## Directions for this task
Some lines of these records may hold the word "next"; state how many, using only the number.

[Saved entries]
***
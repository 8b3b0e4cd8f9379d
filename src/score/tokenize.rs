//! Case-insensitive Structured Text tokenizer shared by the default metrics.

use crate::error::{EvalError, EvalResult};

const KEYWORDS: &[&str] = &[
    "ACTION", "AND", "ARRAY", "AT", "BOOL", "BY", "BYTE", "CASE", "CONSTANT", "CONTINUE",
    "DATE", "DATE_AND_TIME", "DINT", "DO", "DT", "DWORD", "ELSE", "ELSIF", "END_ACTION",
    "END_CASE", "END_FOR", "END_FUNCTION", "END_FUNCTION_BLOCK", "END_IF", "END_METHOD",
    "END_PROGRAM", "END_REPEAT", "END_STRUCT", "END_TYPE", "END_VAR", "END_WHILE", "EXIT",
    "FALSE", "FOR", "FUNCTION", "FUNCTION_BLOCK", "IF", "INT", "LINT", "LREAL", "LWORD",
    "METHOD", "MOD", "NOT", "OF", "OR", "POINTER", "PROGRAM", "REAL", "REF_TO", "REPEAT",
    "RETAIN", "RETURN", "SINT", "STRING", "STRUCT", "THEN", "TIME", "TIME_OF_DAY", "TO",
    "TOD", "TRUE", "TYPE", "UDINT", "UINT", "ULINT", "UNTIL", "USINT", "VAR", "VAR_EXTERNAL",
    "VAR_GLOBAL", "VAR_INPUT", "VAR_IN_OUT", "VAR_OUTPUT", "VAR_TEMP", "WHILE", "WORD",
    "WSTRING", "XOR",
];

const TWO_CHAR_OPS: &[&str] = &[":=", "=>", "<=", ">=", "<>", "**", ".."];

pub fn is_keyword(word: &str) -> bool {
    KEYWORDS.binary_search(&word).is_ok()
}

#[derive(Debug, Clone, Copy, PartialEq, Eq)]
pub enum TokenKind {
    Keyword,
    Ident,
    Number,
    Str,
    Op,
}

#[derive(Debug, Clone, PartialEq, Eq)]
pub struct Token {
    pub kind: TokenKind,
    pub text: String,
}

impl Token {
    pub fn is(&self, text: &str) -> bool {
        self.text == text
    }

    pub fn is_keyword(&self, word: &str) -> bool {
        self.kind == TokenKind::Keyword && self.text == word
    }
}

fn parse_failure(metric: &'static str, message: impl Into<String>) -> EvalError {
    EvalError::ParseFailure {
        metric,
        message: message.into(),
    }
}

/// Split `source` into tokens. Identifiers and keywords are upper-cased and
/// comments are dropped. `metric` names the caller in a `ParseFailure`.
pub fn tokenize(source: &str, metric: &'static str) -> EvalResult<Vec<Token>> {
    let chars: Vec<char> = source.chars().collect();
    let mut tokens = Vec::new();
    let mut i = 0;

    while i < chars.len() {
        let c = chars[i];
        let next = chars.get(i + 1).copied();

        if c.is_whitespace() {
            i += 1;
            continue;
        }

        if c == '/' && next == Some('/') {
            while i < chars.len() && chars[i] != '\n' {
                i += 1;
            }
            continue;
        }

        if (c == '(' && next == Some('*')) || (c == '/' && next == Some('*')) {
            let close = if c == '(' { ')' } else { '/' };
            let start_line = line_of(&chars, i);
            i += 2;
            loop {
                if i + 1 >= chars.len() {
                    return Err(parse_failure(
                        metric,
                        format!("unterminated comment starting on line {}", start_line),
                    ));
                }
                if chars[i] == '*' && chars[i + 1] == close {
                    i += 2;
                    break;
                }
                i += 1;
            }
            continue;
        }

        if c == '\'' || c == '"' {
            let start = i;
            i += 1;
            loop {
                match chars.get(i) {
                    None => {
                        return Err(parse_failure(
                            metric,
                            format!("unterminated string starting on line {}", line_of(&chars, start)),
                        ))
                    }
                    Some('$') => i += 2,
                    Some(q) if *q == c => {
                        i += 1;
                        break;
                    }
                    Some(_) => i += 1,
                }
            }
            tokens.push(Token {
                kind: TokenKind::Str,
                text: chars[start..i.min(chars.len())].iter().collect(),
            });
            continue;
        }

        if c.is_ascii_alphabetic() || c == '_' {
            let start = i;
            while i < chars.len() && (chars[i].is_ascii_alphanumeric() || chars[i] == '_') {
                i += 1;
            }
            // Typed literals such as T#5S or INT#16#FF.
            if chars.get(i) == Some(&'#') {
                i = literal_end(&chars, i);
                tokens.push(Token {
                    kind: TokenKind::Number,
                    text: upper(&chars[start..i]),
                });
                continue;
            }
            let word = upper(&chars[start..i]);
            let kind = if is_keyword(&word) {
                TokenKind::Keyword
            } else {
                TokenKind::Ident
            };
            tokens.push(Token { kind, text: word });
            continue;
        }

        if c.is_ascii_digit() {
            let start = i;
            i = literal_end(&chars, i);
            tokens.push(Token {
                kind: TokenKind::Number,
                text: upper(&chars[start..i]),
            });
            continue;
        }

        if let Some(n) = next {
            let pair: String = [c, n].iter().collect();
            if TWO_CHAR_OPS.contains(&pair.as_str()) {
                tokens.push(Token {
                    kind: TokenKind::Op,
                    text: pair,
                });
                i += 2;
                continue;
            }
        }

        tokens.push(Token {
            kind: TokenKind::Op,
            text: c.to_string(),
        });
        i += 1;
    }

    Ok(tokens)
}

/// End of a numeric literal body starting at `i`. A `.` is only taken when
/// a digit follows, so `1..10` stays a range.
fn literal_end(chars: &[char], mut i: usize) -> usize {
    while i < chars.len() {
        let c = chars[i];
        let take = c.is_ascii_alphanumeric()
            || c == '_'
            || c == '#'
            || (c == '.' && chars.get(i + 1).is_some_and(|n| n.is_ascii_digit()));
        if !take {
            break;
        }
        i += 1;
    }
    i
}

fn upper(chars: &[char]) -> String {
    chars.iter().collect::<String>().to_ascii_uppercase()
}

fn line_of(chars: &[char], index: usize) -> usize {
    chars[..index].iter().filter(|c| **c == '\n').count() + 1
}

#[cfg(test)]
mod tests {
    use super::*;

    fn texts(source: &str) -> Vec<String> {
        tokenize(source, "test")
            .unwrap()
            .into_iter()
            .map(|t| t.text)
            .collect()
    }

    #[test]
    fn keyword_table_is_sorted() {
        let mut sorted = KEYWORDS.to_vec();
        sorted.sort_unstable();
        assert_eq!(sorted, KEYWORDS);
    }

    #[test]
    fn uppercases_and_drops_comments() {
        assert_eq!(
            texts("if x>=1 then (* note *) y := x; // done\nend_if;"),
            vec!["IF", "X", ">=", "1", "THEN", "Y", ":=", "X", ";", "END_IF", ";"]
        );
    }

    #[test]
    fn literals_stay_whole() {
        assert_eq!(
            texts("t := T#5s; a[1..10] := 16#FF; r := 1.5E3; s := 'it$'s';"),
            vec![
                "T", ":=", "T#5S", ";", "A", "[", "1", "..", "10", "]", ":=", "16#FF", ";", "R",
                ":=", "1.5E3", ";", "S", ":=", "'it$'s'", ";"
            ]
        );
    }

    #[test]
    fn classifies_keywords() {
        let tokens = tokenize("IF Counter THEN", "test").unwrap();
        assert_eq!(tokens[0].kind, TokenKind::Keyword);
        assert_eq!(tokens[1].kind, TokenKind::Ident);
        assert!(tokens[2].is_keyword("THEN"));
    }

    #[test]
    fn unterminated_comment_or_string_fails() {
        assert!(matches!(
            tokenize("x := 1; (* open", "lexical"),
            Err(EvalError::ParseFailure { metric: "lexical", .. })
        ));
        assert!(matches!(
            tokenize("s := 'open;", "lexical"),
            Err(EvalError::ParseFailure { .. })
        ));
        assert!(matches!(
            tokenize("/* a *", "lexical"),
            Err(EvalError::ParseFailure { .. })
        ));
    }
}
***
## Result below
4